DATA PROVIDED:
- - -
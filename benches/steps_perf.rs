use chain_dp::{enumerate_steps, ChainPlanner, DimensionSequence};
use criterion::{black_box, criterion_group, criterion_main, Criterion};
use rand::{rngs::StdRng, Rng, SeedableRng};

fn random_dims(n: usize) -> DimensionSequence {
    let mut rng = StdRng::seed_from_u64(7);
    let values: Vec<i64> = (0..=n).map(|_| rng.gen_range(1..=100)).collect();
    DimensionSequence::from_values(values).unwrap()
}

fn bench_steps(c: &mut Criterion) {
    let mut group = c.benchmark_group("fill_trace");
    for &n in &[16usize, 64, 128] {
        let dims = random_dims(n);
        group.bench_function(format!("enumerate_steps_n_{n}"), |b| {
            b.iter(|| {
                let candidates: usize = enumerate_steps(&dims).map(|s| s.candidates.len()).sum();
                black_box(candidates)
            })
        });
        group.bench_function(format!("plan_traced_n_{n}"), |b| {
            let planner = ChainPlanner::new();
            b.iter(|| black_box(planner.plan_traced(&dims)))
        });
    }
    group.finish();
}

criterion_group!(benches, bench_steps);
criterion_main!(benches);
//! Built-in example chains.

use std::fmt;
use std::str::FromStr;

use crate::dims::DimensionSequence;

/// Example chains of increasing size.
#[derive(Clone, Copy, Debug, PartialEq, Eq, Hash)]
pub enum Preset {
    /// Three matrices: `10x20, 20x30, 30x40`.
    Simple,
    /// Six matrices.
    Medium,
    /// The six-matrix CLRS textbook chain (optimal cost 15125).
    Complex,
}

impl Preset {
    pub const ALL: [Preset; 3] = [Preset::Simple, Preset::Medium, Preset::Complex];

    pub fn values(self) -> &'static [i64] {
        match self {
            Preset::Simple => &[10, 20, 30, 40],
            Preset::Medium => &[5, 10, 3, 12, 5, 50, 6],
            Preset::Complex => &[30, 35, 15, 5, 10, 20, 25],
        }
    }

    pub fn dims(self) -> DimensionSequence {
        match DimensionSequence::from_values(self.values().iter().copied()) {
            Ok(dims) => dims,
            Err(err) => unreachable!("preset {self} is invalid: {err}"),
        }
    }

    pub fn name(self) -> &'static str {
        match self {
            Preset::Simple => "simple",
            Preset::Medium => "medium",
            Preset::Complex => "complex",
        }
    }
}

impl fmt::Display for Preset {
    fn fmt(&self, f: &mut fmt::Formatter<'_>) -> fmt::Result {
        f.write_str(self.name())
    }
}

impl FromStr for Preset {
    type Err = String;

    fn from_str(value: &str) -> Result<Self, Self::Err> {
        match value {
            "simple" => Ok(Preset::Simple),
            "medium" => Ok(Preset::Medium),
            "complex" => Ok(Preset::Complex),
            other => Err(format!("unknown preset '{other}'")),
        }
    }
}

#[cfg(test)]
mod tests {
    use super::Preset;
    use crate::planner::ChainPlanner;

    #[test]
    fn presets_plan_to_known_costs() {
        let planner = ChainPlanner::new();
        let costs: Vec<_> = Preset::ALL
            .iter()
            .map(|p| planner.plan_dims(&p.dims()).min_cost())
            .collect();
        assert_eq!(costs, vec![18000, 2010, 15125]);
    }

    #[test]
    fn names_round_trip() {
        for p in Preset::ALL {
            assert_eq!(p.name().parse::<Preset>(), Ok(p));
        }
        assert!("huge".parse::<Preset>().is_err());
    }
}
- - -
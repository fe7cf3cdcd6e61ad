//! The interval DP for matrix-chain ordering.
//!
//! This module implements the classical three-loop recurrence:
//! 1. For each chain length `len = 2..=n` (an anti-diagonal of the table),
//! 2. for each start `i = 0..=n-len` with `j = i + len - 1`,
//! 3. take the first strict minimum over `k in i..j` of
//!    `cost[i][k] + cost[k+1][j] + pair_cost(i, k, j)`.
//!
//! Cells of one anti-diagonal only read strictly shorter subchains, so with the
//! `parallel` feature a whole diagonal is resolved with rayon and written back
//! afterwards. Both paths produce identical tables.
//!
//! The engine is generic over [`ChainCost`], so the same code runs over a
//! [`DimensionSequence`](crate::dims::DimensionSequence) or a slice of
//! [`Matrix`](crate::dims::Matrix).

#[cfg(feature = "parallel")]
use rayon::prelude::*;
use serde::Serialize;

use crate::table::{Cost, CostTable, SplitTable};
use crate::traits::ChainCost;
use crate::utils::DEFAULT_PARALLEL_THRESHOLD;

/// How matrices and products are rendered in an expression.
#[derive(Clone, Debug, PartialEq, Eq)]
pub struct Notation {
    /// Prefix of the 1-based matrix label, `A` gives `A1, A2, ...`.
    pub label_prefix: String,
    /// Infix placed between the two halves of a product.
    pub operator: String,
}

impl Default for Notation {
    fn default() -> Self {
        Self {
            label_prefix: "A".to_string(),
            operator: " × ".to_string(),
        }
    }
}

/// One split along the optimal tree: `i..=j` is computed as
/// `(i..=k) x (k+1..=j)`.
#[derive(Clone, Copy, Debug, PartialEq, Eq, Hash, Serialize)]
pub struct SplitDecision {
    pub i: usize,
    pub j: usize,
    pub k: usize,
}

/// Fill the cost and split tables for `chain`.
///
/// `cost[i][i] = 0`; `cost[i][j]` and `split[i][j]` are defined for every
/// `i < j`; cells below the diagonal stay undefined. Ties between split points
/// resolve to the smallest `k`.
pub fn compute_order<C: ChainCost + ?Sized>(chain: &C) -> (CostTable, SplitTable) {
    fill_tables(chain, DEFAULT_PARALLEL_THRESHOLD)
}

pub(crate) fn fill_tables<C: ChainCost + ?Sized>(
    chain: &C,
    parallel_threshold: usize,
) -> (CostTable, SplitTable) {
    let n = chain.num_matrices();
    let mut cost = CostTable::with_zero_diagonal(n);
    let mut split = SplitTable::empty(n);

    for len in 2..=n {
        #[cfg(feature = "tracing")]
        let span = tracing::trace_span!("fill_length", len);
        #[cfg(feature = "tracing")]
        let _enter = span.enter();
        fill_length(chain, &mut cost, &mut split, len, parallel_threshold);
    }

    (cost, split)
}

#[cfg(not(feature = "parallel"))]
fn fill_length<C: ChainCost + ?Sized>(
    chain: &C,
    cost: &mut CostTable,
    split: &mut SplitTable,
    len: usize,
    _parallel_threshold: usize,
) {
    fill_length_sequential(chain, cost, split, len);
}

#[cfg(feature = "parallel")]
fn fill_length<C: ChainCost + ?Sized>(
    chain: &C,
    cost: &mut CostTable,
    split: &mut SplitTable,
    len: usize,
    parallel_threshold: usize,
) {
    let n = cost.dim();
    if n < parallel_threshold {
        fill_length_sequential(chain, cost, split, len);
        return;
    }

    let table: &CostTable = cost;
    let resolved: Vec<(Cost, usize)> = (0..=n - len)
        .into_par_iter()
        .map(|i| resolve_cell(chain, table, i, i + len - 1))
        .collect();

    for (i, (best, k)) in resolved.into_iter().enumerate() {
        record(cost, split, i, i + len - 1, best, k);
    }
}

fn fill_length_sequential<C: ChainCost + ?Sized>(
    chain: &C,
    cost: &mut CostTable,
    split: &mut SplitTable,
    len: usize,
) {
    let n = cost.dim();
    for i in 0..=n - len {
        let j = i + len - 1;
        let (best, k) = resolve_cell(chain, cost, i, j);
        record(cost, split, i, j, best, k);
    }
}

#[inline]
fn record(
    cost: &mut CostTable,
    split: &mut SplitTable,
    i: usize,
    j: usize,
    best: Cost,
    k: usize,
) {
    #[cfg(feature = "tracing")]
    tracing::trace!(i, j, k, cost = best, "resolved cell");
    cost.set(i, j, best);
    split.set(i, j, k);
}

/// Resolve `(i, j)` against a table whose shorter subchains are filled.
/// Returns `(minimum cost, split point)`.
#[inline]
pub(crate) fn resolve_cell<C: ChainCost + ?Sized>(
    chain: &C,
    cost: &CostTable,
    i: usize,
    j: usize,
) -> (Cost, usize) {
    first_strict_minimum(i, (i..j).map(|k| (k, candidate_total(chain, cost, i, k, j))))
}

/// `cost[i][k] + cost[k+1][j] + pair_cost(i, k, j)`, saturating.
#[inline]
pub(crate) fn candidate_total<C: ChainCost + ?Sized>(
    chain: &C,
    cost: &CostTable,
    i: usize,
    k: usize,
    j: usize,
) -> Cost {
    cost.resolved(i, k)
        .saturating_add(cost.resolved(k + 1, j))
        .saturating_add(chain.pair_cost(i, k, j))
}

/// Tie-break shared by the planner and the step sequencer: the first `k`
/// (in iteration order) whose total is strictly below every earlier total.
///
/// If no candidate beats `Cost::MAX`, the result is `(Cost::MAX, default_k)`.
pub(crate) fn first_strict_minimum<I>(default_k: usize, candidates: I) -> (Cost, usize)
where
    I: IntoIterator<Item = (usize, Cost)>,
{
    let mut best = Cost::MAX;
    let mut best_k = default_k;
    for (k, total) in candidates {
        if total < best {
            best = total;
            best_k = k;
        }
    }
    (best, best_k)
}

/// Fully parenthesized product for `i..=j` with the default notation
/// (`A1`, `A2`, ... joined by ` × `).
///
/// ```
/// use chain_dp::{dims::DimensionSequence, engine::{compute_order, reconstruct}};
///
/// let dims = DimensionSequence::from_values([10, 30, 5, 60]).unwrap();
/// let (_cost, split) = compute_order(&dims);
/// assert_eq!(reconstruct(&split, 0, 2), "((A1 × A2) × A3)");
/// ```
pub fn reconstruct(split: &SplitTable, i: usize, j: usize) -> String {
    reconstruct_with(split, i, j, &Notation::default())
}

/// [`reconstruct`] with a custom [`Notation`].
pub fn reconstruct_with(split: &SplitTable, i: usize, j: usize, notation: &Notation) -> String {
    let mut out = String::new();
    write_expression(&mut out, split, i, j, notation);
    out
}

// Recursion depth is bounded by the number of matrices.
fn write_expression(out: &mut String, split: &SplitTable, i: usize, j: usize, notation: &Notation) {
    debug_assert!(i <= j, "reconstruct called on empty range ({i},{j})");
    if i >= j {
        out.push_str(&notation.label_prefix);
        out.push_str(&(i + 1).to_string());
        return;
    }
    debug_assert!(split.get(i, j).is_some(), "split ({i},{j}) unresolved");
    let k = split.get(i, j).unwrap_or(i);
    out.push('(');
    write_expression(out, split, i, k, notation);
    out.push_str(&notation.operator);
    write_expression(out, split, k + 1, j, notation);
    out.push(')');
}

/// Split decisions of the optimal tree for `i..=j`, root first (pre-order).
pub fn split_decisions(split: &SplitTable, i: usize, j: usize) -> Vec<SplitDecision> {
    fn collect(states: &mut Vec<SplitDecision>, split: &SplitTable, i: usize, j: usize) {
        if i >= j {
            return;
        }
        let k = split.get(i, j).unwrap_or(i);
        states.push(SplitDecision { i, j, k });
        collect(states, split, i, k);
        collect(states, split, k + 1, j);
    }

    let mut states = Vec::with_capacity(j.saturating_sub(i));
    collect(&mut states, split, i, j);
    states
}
- - -
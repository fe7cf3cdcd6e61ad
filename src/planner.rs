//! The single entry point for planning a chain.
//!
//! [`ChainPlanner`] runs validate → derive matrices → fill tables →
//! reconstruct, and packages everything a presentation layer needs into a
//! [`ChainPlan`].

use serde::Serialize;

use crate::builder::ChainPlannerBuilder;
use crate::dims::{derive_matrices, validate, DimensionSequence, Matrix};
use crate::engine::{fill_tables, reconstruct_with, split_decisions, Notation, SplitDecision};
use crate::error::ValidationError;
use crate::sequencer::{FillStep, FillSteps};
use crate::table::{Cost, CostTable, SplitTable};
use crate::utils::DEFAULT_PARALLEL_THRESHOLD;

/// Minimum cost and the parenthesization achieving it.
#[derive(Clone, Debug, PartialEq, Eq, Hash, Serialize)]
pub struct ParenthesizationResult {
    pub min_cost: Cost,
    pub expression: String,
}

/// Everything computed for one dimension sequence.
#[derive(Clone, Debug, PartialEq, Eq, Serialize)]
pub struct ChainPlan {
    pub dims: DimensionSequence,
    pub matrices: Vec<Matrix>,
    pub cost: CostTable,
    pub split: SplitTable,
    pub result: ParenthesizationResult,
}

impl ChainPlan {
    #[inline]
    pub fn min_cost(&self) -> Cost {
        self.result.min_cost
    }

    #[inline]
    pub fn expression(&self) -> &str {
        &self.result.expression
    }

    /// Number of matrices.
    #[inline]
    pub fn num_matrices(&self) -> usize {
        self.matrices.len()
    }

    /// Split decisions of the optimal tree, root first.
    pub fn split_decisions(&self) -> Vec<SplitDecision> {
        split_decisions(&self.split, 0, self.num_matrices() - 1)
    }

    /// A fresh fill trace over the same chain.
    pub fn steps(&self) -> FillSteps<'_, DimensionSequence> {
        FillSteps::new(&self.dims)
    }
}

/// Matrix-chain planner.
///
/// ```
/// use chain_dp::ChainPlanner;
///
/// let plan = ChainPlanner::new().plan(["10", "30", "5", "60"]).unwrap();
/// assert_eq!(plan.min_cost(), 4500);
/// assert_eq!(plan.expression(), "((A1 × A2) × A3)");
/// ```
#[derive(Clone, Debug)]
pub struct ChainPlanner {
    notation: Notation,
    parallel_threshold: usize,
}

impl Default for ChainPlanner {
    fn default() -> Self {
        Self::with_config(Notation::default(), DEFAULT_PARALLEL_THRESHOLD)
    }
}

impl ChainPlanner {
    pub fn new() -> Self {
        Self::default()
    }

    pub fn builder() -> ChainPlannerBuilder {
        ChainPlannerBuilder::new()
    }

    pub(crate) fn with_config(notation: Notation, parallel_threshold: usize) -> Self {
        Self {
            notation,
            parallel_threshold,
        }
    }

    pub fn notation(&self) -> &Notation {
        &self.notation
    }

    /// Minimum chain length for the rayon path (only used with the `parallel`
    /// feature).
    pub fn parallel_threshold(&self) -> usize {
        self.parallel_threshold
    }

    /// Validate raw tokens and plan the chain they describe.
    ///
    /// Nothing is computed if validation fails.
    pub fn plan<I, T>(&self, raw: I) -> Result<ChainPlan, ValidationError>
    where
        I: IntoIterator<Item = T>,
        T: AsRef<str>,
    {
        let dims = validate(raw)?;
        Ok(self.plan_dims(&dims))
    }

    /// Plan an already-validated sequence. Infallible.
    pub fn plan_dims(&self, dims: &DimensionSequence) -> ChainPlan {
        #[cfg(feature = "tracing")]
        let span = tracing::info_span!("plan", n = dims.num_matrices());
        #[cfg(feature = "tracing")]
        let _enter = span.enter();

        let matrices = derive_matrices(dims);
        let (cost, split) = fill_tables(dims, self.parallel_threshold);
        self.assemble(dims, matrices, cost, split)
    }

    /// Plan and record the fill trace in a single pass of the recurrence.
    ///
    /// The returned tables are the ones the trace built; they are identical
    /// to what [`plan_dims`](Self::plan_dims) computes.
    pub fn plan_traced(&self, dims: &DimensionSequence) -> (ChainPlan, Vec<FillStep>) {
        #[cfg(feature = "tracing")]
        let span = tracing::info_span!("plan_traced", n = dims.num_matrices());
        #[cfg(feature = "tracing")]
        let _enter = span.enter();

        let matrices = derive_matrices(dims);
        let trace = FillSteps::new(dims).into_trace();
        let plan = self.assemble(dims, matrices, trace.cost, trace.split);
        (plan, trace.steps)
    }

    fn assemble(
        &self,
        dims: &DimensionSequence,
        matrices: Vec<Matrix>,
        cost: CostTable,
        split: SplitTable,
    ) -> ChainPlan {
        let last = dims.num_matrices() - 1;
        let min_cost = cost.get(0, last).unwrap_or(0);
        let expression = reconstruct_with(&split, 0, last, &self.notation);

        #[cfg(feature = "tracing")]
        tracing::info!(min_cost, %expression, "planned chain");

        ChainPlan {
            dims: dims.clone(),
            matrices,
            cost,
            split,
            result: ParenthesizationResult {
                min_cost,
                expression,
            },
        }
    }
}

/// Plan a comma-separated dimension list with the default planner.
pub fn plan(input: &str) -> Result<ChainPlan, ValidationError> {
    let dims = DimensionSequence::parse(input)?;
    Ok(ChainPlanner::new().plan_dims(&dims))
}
- - -
EXERCISE INSTRUCTIONS: Scan the listing above and identify each line holding the string "runs"; copy every such line.

COMPLETED TASK:
//! The engine is generic over [`ChainCost`], so the same code runs over a
//! [`ChainPlanner`] runs validate → derive matrices → fill tables →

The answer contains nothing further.